Губернские правления давно признаны в центральной России учреждениями совершенно отжившими и лишними. За исключением специальных отделений, – врачебного, межевого, строительного, губернское правление, в тесном смысле слова, почти не имеет дел в губерниях, не включенных в черту еврейской оседлости. Там редко можно увидеть просителей в здании правления, и потому советники, секретарь и делопроизводители его имеют обыкновенно массу свободнаго времени. Но в Бессарабии дело обстояло совершенно иначе. Там, в производстве губернского правления, не считая его специальных отделений, сосредоточивалось в год 10.000 дел, и чиновники изнемогали под бременем составления журналов, особенно по еврейским делам, работая постоянно не только в присутственные часы, но и по вечерам. Искусство делопроизводителей в составлении журналов стояло у нас высоко, и способность их доказать, что угодно, на основании прецедентов и решений сената, вызывала изумление. Направление, которое дал в этом отношении бессарабскому губернскому правлению Устругов, состояло в измышлении всевозможных тонкостей и толкований, с целью довести до крайних пределов стеснение евреев законами, ограничивающими их права. Надо сознаться, что преследование евреев было доведено Уструговым до степени художественной, и для обхода закона в ущерб евреям он изыскивал средства, во всяком случае, не менее оригинальные, чем те, которые измышляли сами евреи, с целью обойти закон в свою пользу. Сборник сенатских решений пестрит упоминаниями о Бессарабии, и нет другой губернии, в которой постановления губернскаго правления по еврейским делам подвергались бы столь частой отмене. Но это обстоятельство не смущало Устругова. Решения сената мало имеют значения для жалобщиков, так как они обыкновенно появляются уже после того, как обстоятельства изменились, и проситель не может воспользоваться результатами благоприятнаго для него исхода дела. Что же касается руководящаго значения таких решений, для однородных случаев, то Устругов в этом отношении поступал просто: он решениями сената не руководствовался, а иногда шел еще дальше – оставлял эти решения без исполнения, за что, наконец, подвергся ответственности.

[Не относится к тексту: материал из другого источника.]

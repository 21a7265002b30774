//! Route configuration.

use crate::auth::auth_middleware;
use crate::handlers;
use crate::state::AppState;
use axum::Router;
use axum::extract::DefaultBodyLimit;
use axum::middleware;
use axum::routing::{delete, get, post};
use std::time::Duration;
use tower_http::timeout::TimeoutLayer;
use tower_http::trace::TraceLayer;

/// Create the application router.
pub fn create_router(state: AppState) -> Router {
    // Query endpoints stay open so end-user clients can poll for updates
    // without credentials; health is open for probes.
    let public_routes = Router::new()
        .route("/health", get(handlers::health_check))
        .route("/signup", post(handlers::signup))
        .route("/login", post(handlers::login))
        .route("/checkVersion", get(handlers::check_version))
        .route("/apps/latest", get(handlers::latest_release));

    // Everything else requires a bearer token
    let protected_routes = Router::new()
        .route("/listApps", get(handlers::list_apps))
        .route("/listChannels", get(handlers::list_channels))
        .route("/listPlatforms", get(handlers::list_platforms))
        .route("/listArchs", get(handlers::list_archs))
        .route("/createApp", post(handlers::create_app))
        .route("/createChannel", post(handlers::create_channel))
        .route("/createPlatform", post(handlers::create_platform))
        .route("/createArch", post(handlers::create_arch))
        .route("/updateApp", post(handlers::update_app))
        .route("/updateChannel", post(handlers::update_channel))
        .route("/updatePlatform", post(handlers::update_platform))
        .route("/updateArch", post(handlers::update_arch))
        .route("/deleteApp", delete(handlers::delete_app))
        .route("/deleteChannel", delete(handlers::delete_channel))
        .route("/deletePlatform", delete(handlers::delete_platform))
        .route("/deleteArch", delete(handlers::delete_arch))
        .route("/upload", post(handlers::upload_release))
        .route("/apps/update", post(handlers::update_release))
        .route("/apps/delete", delete(handlers::delete_release))
        .route("/search", get(handlers::search_releases))
        .layer(middleware::from_fn_with_state(
            state.clone(),
            auth_middleware,
        ));

    // Every handler runs under the request deadline; uploads are bounded by
    // the body limit rather than axum's 2 MiB default.
    Router::new()
        .merge(public_routes)
        .merge(protected_routes)
        .layer(DefaultBodyLimit::max(state.config.server.max_upload_bytes))
        .layer(TimeoutLayer::new(Duration::from_secs(
            state.config.server.request_timeout_secs,
        )))
        .layer(TraceLayer::new_for_http())
        .with_state(state)
}
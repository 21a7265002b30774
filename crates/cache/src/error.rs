//! Cache error types.

use thiserror::Error;

/// Cache operation errors.
#[derive(Debug, Error)]
pub enum CacheError {
    #[error("redis error: {0}")]
    Redis(#[from] redis::RedisError),

    #[error("configuration error: {0}")]
    Config(String),
}

/// Result type for cache operations.
pub type CacheResult<T> = std::result::Result<T, CacheError>;
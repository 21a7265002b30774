//! Local filesystem storage backend.

use crate::error::{StorageError, StorageResult};
use crate::traits::{ObjectStore, StreamingUpload};
use async_trait::async_trait;
use bytes::Bytes;
use std::path::{Path, PathBuf};
use tokio::fs;
use tokio::io::AsyncWriteExt;
use tracing::instrument;
use uuid::Uuid;

/// Local filesystem object store.
pub struct FilesystemBackend {
    root: PathBuf,
}

impl FilesystemBackend {
    /// Create a new filesystem backend.
    pub async fn new(root: impl AsRef<Path>) -> StorageResult<Self> {
        let root = root.as_ref().to_path_buf();
        fs::create_dir_all(&root).await?;
        Ok(Self { root })
    }

    /// Get the full path for a key, with path traversal protection.
    fn key_path(&self, key: &str) -> StorageResult<PathBuf> {
        if key.is_empty() {
            return Err(StorageError::InvalidKey("empty key".to_string()));
        }
        if key.contains("..") || key.starts_with('/') || key.starts_with('\\') {
            return Err(StorageError::InvalidKey(format!(
                "path traversal not allowed: {key}"
            )));
        }

        // Validate all path components are normal (no .., ., root, etc.)
        for component in Path::new(key).components() {
            match component {
                std::path::Component::Normal(_) => {}
                _ => {
                    return Err(StorageError::InvalidKey(format!(
                        "contains unsafe path component: {key}"
                    )));
                }
            }
        }

        Ok(self.root.join(key))
    }

    /// Ensure parent directory exists.
    async fn ensure_parent(&self, path: &Path) -> StorageResult<()> {
        if let Some(parent) = path.parent() {
            fs::create_dir_all(parent).await?;
        }
        Ok(())
    }

    fn temp_path_for(path: &Path) -> PathBuf {
        // UUID suffix avoids conflicts during concurrent writes to the same key
        let temp_name = format!(".tmp.{}", Uuid::new_v4());
        path.with_file_name(
            path.file_name()
                .map(|n| format!("{}{}", n.to_string_lossy(), temp_name))
                .unwrap_or_else(|| temp_name.clone()),
        )
    }
}

#[async_trait]
impl ObjectStore for FilesystemBackend {
    #[instrument(skip(self), fields(backend = "filesystem"))]
    async fn exists(&self, key: &str) -> StorageResult<bool> {
        let path = self.key_path(key)?;
        fs::try_exists(&path).await.map_err(StorageError::Io)
    }

    #[instrument(skip(self), fields(backend = "filesystem"))]
    async fn get(&self, key: &str) -> StorageResult<Bytes> {
        let path = self.key_path(key)?;
        let data = fs::read(&path).await.map_err(|e| {
            if e.kind() == std::io::ErrorKind::NotFound {
                StorageError::NotFound(key.to_string())
            } else {
                StorageError::Io(e)
            }
        })?;
        Ok(Bytes::from(data))
    }

    #[instrument(skip(self, data), fields(backend = "filesystem", size = data.len()))]
    async fn put(&self, key: &str, data: Bytes) -> StorageResult<()> {
        let path = self.key_path(key)?;
        self.ensure_parent(&path).await?;

        // Write to temp file, fsync, then rename for atomicity and durability
        let temp_path = Self::temp_path_for(&path);
        {
            let mut file = fs::File::create(&temp_path).await?;
            file.write_all(&data).await?;
            file.sync_all().await?;
        }
        fs::rename(&temp_path, &path).await?;

        Ok(())
    }

    #[instrument(skip(self), fields(backend = "filesystem"))]
    async fn put_stream(&self, key: &str) -> StorageResult<Box<dyn StreamingUpload>> {
        let path = self.key_path(key)?;
        self.ensure_parent(&path).await?;

        let temp_path = Self::temp_path_for(&path);
        let file = fs::File::create(&temp_path).await?;

        Ok(Box::new(FilesystemUpload {
            file,
            temp_path,
            final_path: path,
            bytes_written: 0,
        }))
    }

    #[instrument(skip(self), fields(backend = "filesystem"))]
    async fn delete(&self, key: &str) -> StorageResult<()> {
        let path = self.key_path(key)?;
        fs::remove_file(&path).await.map_err(|e| {
            if e.kind() == std::io::ErrorKind::NotFound {
                StorageError::NotFound(key.to_string())
            } else {
                StorageError::Io(e)
            }
        })?;
        Ok(())
    }

    #[instrument(skip(self), fields(backend = "filesystem"))]
    async fn list(&self, prefix: &str) -> StorageResult<Vec<String>> {
        let base_path = if prefix.is_empty() {
            self.root.clone()
        } else {
            self.key_path(prefix)?
        };
        let mut results = Vec::new();

        match fs::try_exists(&base_path).await {
            Ok(false) => return Ok(results),
            Ok(true) => {}
            Err(e) if e.kind() == std::io::ErrorKind::NotFound => return Ok(results),
            Err(e) => return Err(StorageError::Io(e)),
        }

        let mut stack = vec![base_path];
        while let Some(dir) = stack.pop() {
            let mut entries = fs::read_dir(&dir).await?;
            while let Some(entry) = entries.next_entry().await? {
                let path = entry.path();
                // Use file_type() instead of path.is_dir() to avoid following
                // symlinks outside the storage root.
                let file_type = entry.file_type().await?;
                if file_type.is_dir() {
                    stack.push(path);
                } else if file_type.is_file()
                    && let Ok(rel) = path.strip_prefix(&self.root)
                {
                    results.push(rel.to_string_lossy().to_string());
                }
            }
        }

        Ok(results)
    }

    fn backend_name(&self) -> &'static str {
        "filesystem"
    }
}

/// Streaming upload into a temp file, renamed on finish.
struct FilesystemUpload {
    file: fs::File,
    temp_path: PathBuf,
    final_path: PathBuf,
    bytes_written: u64,
}

#[async_trait]
impl StreamingUpload for FilesystemUpload {
    async fn write(&mut self, data: Bytes) -> StorageResult<()> {
        self.file.write_all(&data).await?;
        self.bytes_written += data.len() as u64;
        Ok(())
    }

    async fn finish(mut self: Box<Self>) -> StorageResult<u64> {
        self.file.sync_all().await?;
        fs::rename(&self.temp_path, &self.final_path).await?;
        Ok(self.bytes_written)
    }

    async fn abort(self: Box<Self>) -> StorageResult<()> {
        drop(self.file);
        match fs::remove_file(&self.temp_path).await {
            Ok(()) => Ok(()),
            Err(e) if e.kind() == std::io::ErrorKind::NotFound => Ok(()),
            Err(e) => Err(StorageError::Io(e)),
        }
    }
}

#[cfg(test)]
mod tests {
    use super::*;

    async fn backend() -> (tempfile::TempDir, FilesystemBackend) {
        let temp = tempfile::tempdir().unwrap();
        let backend = FilesystemBackend::new(temp.path().join("storage"))
            .await
            .unwrap();
        (temp, backend)
    }

    #[tokio::test]
    async fn put_get_delete_round_trip() {
        let (_temp, backend) = backend().await;
        let key = "testapp/nightly/universalPlatform/universalArch/testapp-0.0.1.137.dmg";

        backend.put(key, Bytes::from_static(b"payload")).await.unwrap();
        assert!(backend.exists(key).await.unwrap());
        assert_eq!(backend.get(key).await.unwrap(), Bytes::from_static(b"payload"));

        backend.delete(key).await.unwrap();
        assert!(!backend.exists(key).await.unwrap());
        assert!(matches!(
            backend.delete(key).await,
            Err(StorageError::NotFound(_))
        ));
    }

    #[tokio::test]
    async fn streaming_upload_writes_on_finish_only() {
        let (_temp, backend) = backend().await;
        let key = "testapp/testapp-0.0.1.137.pkg";

        let mut upload = backend.put_stream(key).await.unwrap();
        upload.write(Bytes::from_static(b"part1")).await.unwrap();
        upload.write(Bytes::from_static(b"part2")).await.unwrap();
        assert!(!backend.exists(key).await.unwrap());

        let written = upload.finish().await.unwrap();
        assert_eq!(written, 10);
        assert_eq!(
            backend.get(key).await.unwrap(),
            Bytes::from_static(b"part1part2")
        );
    }

    #[tokio::test]
    async fn aborted_upload_leaves_nothing() {
        let (_temp, backend) = backend().await;
        let key = "testapp/testapp-0.0.1.137.dmg";

        let mut upload = backend.put_stream(key).await.unwrap();
        upload.write(Bytes::from_static(b"junk")).await.unwrap();
        upload.abort().await.unwrap();

        assert!(!backend.exists(key).await.unwrap());
        assert!(backend.list("").await.unwrap().is_empty());
    }

    #[tokio::test]
    async fn rejects_path_traversal() {
        let (_temp, backend) = backend().await;
        assert!(matches!(
            backend.get("../escape").await,
            Err(StorageError::InvalidKey(_))
        ));
        assert!(matches!(
            backend.put("/absolute", Bytes::new()).await,
            Err(StorageError::InvalidKey(_))
        ));
    }

    #[tokio::test]
    async fn list_by_prefix() {
        let (_temp, backend) = backend().await;
        backend
            .put("testapp/a.dmg", Bytes::from_static(b"a"))
            .await
            .unwrap();
        backend
            .put("testapp/b.pkg", Bytes::from_static(b"b"))
            .await
            .unwrap();
        backend
            .put("otherapp/c.dmg", Bytes::from_static(b"c"))
            .await
            .unwrap();

        let mut keys = backend.list("testapp").await.unwrap();
        keys.sort();
        assert_eq!(keys, vec!["testapp/a.dmg", "testapp/b.pkg"]);
        assert!(backend.list("missing").await.unwrap().is_empty());
    }
}
//! Admin user repository trait.

use crate::error::MetadataResult;
use crate::models::UserRow;
use async_trait::async_trait;

/// Repository for admin users.
#[async_trait]
pub trait UserRepo: Send + Sync {
    /// Create a new user. Fails with `AlreadyExists` when the username is taken.
    async fn create_user(&self, user: &UserRow) -> MetadataResult<()>;

    /// Look up a user by username.
    async fn get_user_by_username(&self, username: &str) -> MetadataResult<Option<UserRow>>;
}
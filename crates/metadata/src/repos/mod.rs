//! Repository traits for metadata entities.

pub mod dimensions;
pub mod releases;
pub mod users;

pub use dimensions::DimensionRepo;
pub use releases::{ReleasePatch, ReleaseRepo, UploadRecord};
pub use users::UserRepo;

В 1906 году, я, в качестве товарища министра внутренних дел, участвовал в рассмотрении сенатом вопроса о преданы Устругова суду за систематическое уклонение от исполнения сенатских решений и за представление, при своем объяснении, заведомо неверной копии с одного из постановлений губернскаго правдения по еврейскому делу. Но и в этом случае знаменитый крючкотворец и искусник остался безнаказанным, так как, за неделю до рассмотрения его дела в сенате, он окончил свое земное существование. Дело было прекращено за его смертью.

Много потребовалось энергии и труда со стороны нового вице-губернатора Блока, чтобы ввести деятельность бессарабскаго губернского праяления в рамки закона. Умы делопроизводителей, натасканных на травлю евреев, не сразу могли прийти в равновесие, и бедный И.Л. по многу раз собственноручно переделывал проекты их журналов, забросив для этого даже игру на виолончели – единственное свое развлечение. Часто он приходил ко мне показать курьезы уструговскаго режима, на которые наталкивался при разрешении дел. Один из таких случаев мне хочется здесь рассказать.

С еврейских обществ установлен особый денежный сбор, под названием коробочного. Я полагал сначала, как и многие другие, первые слышавшие это выражение, что здесь имеется в виду какое-нибудь коробочное мастерство, изготовление коробок, или чего-нибудь подобного. Но в действительности коробочный сбор есть акциз, уплачиваемый при убое скота, резании птиц и продаже мяса, по таксе, утвержденной городскими управами, под наблюдением губернских правлений. В Кишиневе, как почти повсюду, право взимания коробочного сбора было передано, на утвержденных губернским правлением кондициях, арендатору, вносившему в общественную „коробку“ определенную на торгах сумму (помнится, около 75.000 р. в год) и собиравшему затем в свою пользу деньги с каждого фунта мяса и жира по таксе. При этом в кондициях акциз с мяса и жира, или сала, был исчислен отдельно, и на этом разделении основывалась хитроумная комбинация. Арендатор заставлял мясников отрезать жир от мяса, чтобы вешать его отдельно, и таким образом обесценивал продукт, который покупателями браковался. Мясники, чтобы избежать порчи товара, шли на большие уступки, и такса нарушалась в пользу арендатора. Когда последний переходил в своих требованиях границы благоразумия, то потерпевшие обращались в губернское правление с жалобой на нарушение арендатором кондиций. Тогда во всем блеске выступали способности Устругова. Заготовлялся журнал, в котором с необыкновенной убедительностью доказывалось; что арендатор не прав, что он нарушил и кондиции, и таксу, и здравый смысл, и закон. Журнал подписывался и утверждался. Но как-то так всегда случалось, что арендатор своевременно узнавал о грозившей ему опасности, и, в результате его настойчивых просьб, составлялся новый журнал, по которому жалоба мясников признавалась, по мотивам, имевшимся у Устругова в запасе совершенно неосновательной, о чем им обявлялось, с подпиской, через полицию. Так, в течение арендного срока, губернским правлением издавалось несколько противоречащих друг другу толкований договора, и, в конце концов, мясники всегда оставались в руках арендатора, а последний не выходил из рук начальства.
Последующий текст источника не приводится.